Exercise instructions:
Through the last line of the entries, please copy every line exactly, starting with the one that contains "#[tokio::main]".

Saved entries:
━━━━━━━━━━
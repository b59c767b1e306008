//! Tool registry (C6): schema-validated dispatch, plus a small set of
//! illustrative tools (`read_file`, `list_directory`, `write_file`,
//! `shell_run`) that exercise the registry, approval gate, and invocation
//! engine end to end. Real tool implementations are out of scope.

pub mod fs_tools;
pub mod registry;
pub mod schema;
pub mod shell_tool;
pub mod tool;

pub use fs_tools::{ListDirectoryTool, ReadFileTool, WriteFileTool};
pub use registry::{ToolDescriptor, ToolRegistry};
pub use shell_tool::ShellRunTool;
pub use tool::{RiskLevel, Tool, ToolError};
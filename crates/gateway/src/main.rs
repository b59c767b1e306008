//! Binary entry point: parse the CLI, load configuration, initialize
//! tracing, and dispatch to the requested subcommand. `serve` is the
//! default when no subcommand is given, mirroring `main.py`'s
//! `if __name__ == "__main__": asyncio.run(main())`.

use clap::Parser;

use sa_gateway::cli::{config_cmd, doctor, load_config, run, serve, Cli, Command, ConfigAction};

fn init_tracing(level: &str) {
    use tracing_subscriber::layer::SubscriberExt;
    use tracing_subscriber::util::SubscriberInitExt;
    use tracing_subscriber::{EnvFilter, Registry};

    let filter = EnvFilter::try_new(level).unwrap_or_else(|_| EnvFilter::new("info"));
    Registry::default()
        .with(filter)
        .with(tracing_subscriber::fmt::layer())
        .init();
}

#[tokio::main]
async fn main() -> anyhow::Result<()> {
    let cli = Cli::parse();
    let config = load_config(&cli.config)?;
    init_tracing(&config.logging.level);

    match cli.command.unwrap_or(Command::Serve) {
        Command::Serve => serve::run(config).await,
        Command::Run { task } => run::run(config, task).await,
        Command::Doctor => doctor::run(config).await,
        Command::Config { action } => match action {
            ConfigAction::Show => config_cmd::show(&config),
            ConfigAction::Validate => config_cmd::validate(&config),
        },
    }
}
━━━━━━━━━━
Written response:
#[tokio::main]
async fn main() -> anyhow::Result<()> {
    let cli = Cli::parse();
    let config = load_config(&cli.config)?;
    init_tracing(&config.logging.level);

    match cli.command.unwrap_or(Command::Serve) {
        Command::Serve => serve::run(config).await,
        Command::Run { task } => run::run(config, task).await,
        Command::Doctor => doctor::run(config).await,
        Command::Config { action } => match action {
            ConfigAction::Show => config_cmd::show(&config),
            ConfigAction::Validate => config_cmd::validate(&config),
        },
    }
}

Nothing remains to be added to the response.